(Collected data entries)

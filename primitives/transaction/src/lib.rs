//! The transaction model: one tagged variant per kind, each carrying its
//! versioned payload. The wire codec writes the kind tag first and
//! dispatches on it when decoding.

pub use self::data::{DataEntry, DataValue};
pub use self::kinds::*;
pub use self::order::{AssetPair, Order, OrderSide};
pub use self::proofs::Proofs;
pub use self::recipient::{Alias, Recipient};

use lagoon_keys::PublicKey;
use lagoon_serial::{Deserialize, ReadBytesExt, Serialize, SerializingError, WriteBytesExt};

mod data;
mod kinds;
mod order;
mod proofs;
mod recipient;

#[derive(Clone, Copy, Debug, Eq, PartialEq, Ord, PartialOrd, Hash)]
#[repr(u8)]
pub enum TransactionType {
    Genesis = 1,
    Payment = 2,
    Issue = 3,
    Transfer = 4,
    Reissue = 5,
    Burn = 6,
    Exchange = 7,
    Lease = 8,
    LeaseCancel = 9,
    CreateAlias = 10,
    MassTransfer = 11,
    Data = 12,
    SetScript = 13,
    SponsorFee = 14,
    SetAssetScript = 15,
    InvokeScript = 16,
}

impl TryFrom<u8> for TransactionType {
    type Error = SerializingError;

    fn try_from(tag: u8) -> Result<Self, SerializingError> {
        Ok(match tag {
            1 => TransactionType::Genesis,
            2 => TransactionType::Payment,
            3 => TransactionType::Issue,
            4 => TransactionType::Transfer,
            5 => TransactionType::Reissue,
            6 => TransactionType::Burn,
            7 => TransactionType::Exchange,
            8 => TransactionType::Lease,
            9 => TransactionType::LeaseCancel,
            10 => TransactionType::CreateAlias,
            11 => TransactionType::MassTransfer,
            12 => TransactionType::Data,
            13 => TransactionType::SetScript,
            14 => TransactionType::SponsorFee,
            15 => TransactionType::SetAssetScript,
            16 => TransactionType::InvokeScript,
            _ => return Err(SerializingError::InvalidValue),
        })
    }
}

#[derive(Clone, Debug, PartialEq, Eq)]
pub enum Transaction {
    Genesis(Genesis),
    Payment(Payment),
    Issue(Issue),
    Transfer(Transfer),
    Reissue(Reissue),
    Burn(Burn),
    Exchange(Exchange),
    Lease(Lease),
    LeaseCancel(LeaseCancel),
    CreateAlias(CreateAlias),
    MassTransfer(MassTransfer),
    Data(Data),
    SetScript(SetScript),
    SponsorFee(SponsorFee),
    SetAssetScript(SetAssetScript),
    InvokeScript(InvokeScript),
}

impl Transaction {
    pub fn ty(&self) -> TransactionType {
        match self {
            Transaction::Genesis(_) => TransactionType::Genesis,
            Transaction::Payment(_) => TransactionType::Payment,
            Transaction::Issue(_) => TransactionType::Issue,
            Transaction::Transfer(_) => TransactionType::Transfer,
            Transaction::Reissue(_) => TransactionType::Reissue,
            Transaction::Burn(_) => TransactionType::Burn,
            Transaction::Exchange(_) => TransactionType::Exchange,
            Transaction::Lease(_) => TransactionType::Lease,
            Transaction::LeaseCancel(_) => TransactionType::LeaseCancel,
            Transaction::CreateAlias(_) => TransactionType::CreateAlias,
            Transaction::MassTransfer(_) => TransactionType::MassTransfer,
            Transaction::Data(_) => TransactionType::Data,
            Transaction::SetScript(_) => TransactionType::SetScript,
            Transaction::SponsorFee(_) => TransactionType::SponsorFee,
            Transaction::SetAssetScript(_) => TransactionType::SetAssetScript,
            Transaction::InvokeScript(_) => TransactionType::InvokeScript,
        }
    }

    pub fn version(&self) -> u8 {
        match self {
            Transaction::Genesis(tx) => tx.version,
            Transaction::Payment(tx) => tx.version,
            Transaction::Issue(tx) => tx.version,
            Transaction::Transfer(tx) => tx.version,
            Transaction::Reissue(tx) => tx.version,
            Transaction::Burn(tx) => tx.version,
            Transaction::Exchange(tx) => tx.version,
            Transaction::Lease(tx) => tx.version,
            Transaction::LeaseCancel(tx) => tx.version,
            Transaction::CreateAlias(tx) => tx.version,
            Transaction::MassTransfer(tx) => tx.version,
            Transaction::Data(tx) => tx.version,
            Transaction::SetScript(tx) => tx.version,
            Transaction::SponsorFee(tx) => tx.version,
            Transaction::SetAssetScript(tx) => tx.version,
            Transaction::InvokeScript(tx) => tx.version,
        }
    }

    pub fn timestamp(&self) -> u64 {
        match self {
            Transaction::Genesis(tx) => tx.timestamp,
            Transaction::Payment(tx) => tx.timestamp,
            Transaction::Issue(tx) => tx.timestamp,
            Transaction::Transfer(tx) => tx.timestamp,
            Transaction::Reissue(tx) => tx.timestamp,
            Transaction::Burn(tx) => tx.timestamp,
            Transaction::Exchange(tx) => tx.timestamp,
            Transaction::Lease(tx) => tx.timestamp,
            Transaction::LeaseCancel(tx) => tx.timestamp,
            Transaction::CreateAlias(tx) => tx.timestamp,
            Transaction::MassTransfer(tx) => tx.timestamp,
            Transaction::Data(tx) => tx.timestamp,
            Transaction::SetScript(tx) => tx.timestamp,
            Transaction::SponsorFee(tx) => tx.timestamp,
            Transaction::SetAssetScript(tx) => tx.timestamp,
            Transaction::InvokeScript(tx) => tx.timestamp,
        }
    }

    /// The account that signed the transaction. Genesis entries predate any
    /// account, so they have no sender.
    pub fn sender(&self) -> Option<&PublicKey> {
        match self {
            Transaction::Genesis(_) => None,
            Transaction::Payment(tx) => Some(&tx.sender),
            Transaction::Issue(tx) => Some(&tx.sender),
            Transaction::Transfer(tx) => Some(&tx.sender),
            Transaction::Reissue(tx) => Some(&tx.sender),
            Transaction::Burn(tx) => Some(&tx.sender),
            Transaction::Exchange(tx) => Some(&tx.buy_order.matcher),
            Transaction::Lease(tx) => Some(&tx.sender),
            Transaction::LeaseCancel(tx) => Some(&tx.sender),
            Transaction::CreateAlias(tx) => Some(&tx.sender),
            Transaction::MassTransfer(tx) => Some(&tx.sender),
            Transaction::Data(tx) => Some(&tx.sender),
            Transaction::SetScript(tx) => Some(&tx.sender),
            Transaction::SponsorFee(tx) => Some(&tx.sender),
            Transaction::SetAssetScript(tx) => Some(&tx.sender),
            Transaction::InvokeScript(tx) => Some(&tx.sender),
        }
    }
}

impl Serialize for Transaction {
    fn serialize<W: WriteBytesExt>(&self, writer: &mut W) -> Result<usize, SerializingError> {
        let mut size = (self.ty() as u8).serialize(writer)?;
        size += match self {
            Transaction::Genesis(tx) => tx.serialize(writer)?,
            Transaction::Payment(tx) => tx.serialize(writer)?,
            Transaction::Issue(tx) => tx.serialize(writer)?,
            Transaction::Transfer(tx) => tx.serialize(writer)?,
            Transaction::Reissue(tx) => tx.serialize(writer)?,
            Transaction::Burn(tx) => tx.serialize(writer)?,
            Transaction::Exchange(tx) => tx.serialize(writer)?,
            Transaction::Lease(tx) => tx.serialize(writer)?,
            Transaction::LeaseCancel(tx) => tx.serialize(writer)?,
            Transaction::CreateAlias(tx) => tx.serialize(writer)?,
            Transaction::MassTransfer(tx) => tx.serialize(writer)?,
            Transaction::Data(tx) => tx.serialize(writer)?,
            Transaction::SetScript(tx) => tx.serialize(writer)?,
            Transaction::SponsorFee(tx) => tx.serialize(writer)?,
            Transaction::SetAssetScript(tx) => tx.serialize(writer)?,
            Transaction::InvokeScript(tx) => tx.serialize(writer)?,
        };
        Ok(size)
    }

    fn serialized_size(&self) -> usize {
        1 + match self {
            Transaction::Genesis(tx) => tx.serialized_size(),
            Transaction::Payment(tx) => tx.serialized_size(),
            Transaction::Issue(tx) => tx.serialized_size(),
            Transaction::Transfer(tx) => tx.serialized_size(),
            Transaction::Reissue(tx) => tx.serialized_size(),
            Transaction::Burn(tx) => tx.serialized_size(),
            Transaction::Exchange(tx) => tx.serialized_size(),
            Transaction::Lease(tx) => tx.serialized_size(),
            Transaction::LeaseCancel(tx) => tx.serialized_size(),
            Transaction::CreateAlias(tx) => tx.serialized_size(),
            Transaction::MassTransfer(tx) => tx.serialized_size(),
            Transaction::Data(tx) => tx.serialized_size(),
            Transaction::SetScript(tx) => tx.serialized_size(),
            Transaction::SponsorFee(tx) => tx.serialized_size(),
            Transaction::SetAssetScript(tx) => tx.serialized_size(),
            Transaction::InvokeScript(tx) => tx.serialized_size(),
        }
    }
}

impl Deserialize for Transaction {
    fn deserialize<R: ReadBytesExt>(reader: &mut R) -> Result<Self, SerializingError> {
        let ty = TransactionType::try_from(u8::deserialize(reader)?)?;
        Ok(match ty {
            TransactionType::Genesis => Transaction::Genesis(Deserialize::deserialize(reader)?),
            TransactionType::Payment => Transaction::Payment(Deserialize::deserialize(reader)?),
            TransactionType::Issue => Transaction::Issue(Deserialize::deserialize(reader)?),
            TransactionType::Transfer => Transaction::Transfer(Deserialize::deserialize(reader)?),
            TransactionType::Reissue => Transaction::Reissue(Deserialize::deserialize(reader)?),
            TransactionType::Burn => Transaction::Burn(Deserialize::deserialize(reader)?),
            TransactionType::Exchange => Transaction::Exchange(Deserialize::deserialize(reader)?),
            TransactionType::Lease => Transaction::Lease(Deserialize::deserialize(reader)?),
            TransactionType::LeaseCancel => {
                Transaction::LeaseCancel(Deserialize::deserialize(reader)?)
            }
            TransactionType::CreateAlias => {
                Transaction::CreateAlias(Deserialize::deserialize(reader)?)
            }
            TransactionType::MassTransfer => {
                Transaction::MassTransfer(Deserialize::deserialize(reader)?)
            }
            TransactionType::Data => Transaction::Data(Deserialize::deserialize(reader)?),
            TransactionType::SetScript => Transaction::SetScript(Deserialize::deserialize(reader)?),
            TransactionType::SponsorFee => {
                Transaction::SponsorFee(Deserialize::deserialize(reader)?)
            }
            TransactionType::SetAssetScript => {
                Transaction::SetAssetScript(Deserialize::deserialize(reader)?)
            }
            TransactionType::InvokeScript => {
                Transaction::InvokeScript(Deserialize::deserialize(reader)?)
            }
        })
    }
}

#[cfg(test)]
mod tests {
    use lagoon_hash::Blake2bHash;
    use lagoon_keys::{Address, Signature};

    use super::*;

    fn transfer() -> Transaction {
        Transaction::Transfer(Transfer {
            version: 2,
            sender: PublicKey::from([1u8; 32]),
            asset: None,
            fee_asset: Some(Blake2bHash::from([9u8; 32])),
            timestamp: 1_600_000_000_000,
            amount: 50_000,
            fee: 100_000,
            recipient: Recipient::Alias(Alias::new(b'T', "merchant")),
            attachment: b"invoice 17".to_vec(),
            proofs: Proofs::single(&Signature::from([5u8; 64])),
        })
    }

    #[test]
    fn tag_byte_leads_the_encoding() {
        let tx = transfer();
        let encoded = tx.serialize_to_vec();
        assert_eq!(encoded[0], TransactionType::Transfer as u8);
        assert_eq!(encoded.len(), tx.serialized_size());
    }

    #[test]
    fn decode_dispatches_on_tag() {
        let tx = transfer();
        let decoded = Transaction::deserialize_from_vec(&tx.serialize_to_vec()).unwrap();
        assert_eq!(decoded, tx);
        assert_eq!(decoded.ty(), TransactionType::Transfer);
        assert_eq!(decoded.version(), 2);
    }

    #[test]
    fn unknown_tag_is_rejected() {
        assert_eq!(
            Transaction::deserialize_from_vec(&[17, 0, 0]),
            Err(SerializingError::InvalidValue)
        );
        assert_eq!(
            Transaction::deserialize_from_vec(&[0]),
            Err(SerializingError::InvalidValue)
        );
    }

    #[test]
    fn genesis_has_no_sender() {
        let tx = Transaction::Genesis(Genesis {
            version: 1,
            timestamp: 0,
            recipient: Address::from_public_key(b'T', &PublicKey::from([2u8; 32])),
            amount: 1_000_000,
            signature: Signature::from([0u8; 64]),
        });
        assert!(tx.sender().is_none());
        let decoded = Transaction::deserialize_from_vec(&tx.serialize_to_vec()).unwrap();
        assert_eq!(decoded, tx);
    }
}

WHAT YOU NEED TO DO:
Across the records, how many lines contain "ReadBytesExt"? Only the number should be given.

TASK RESULT:
2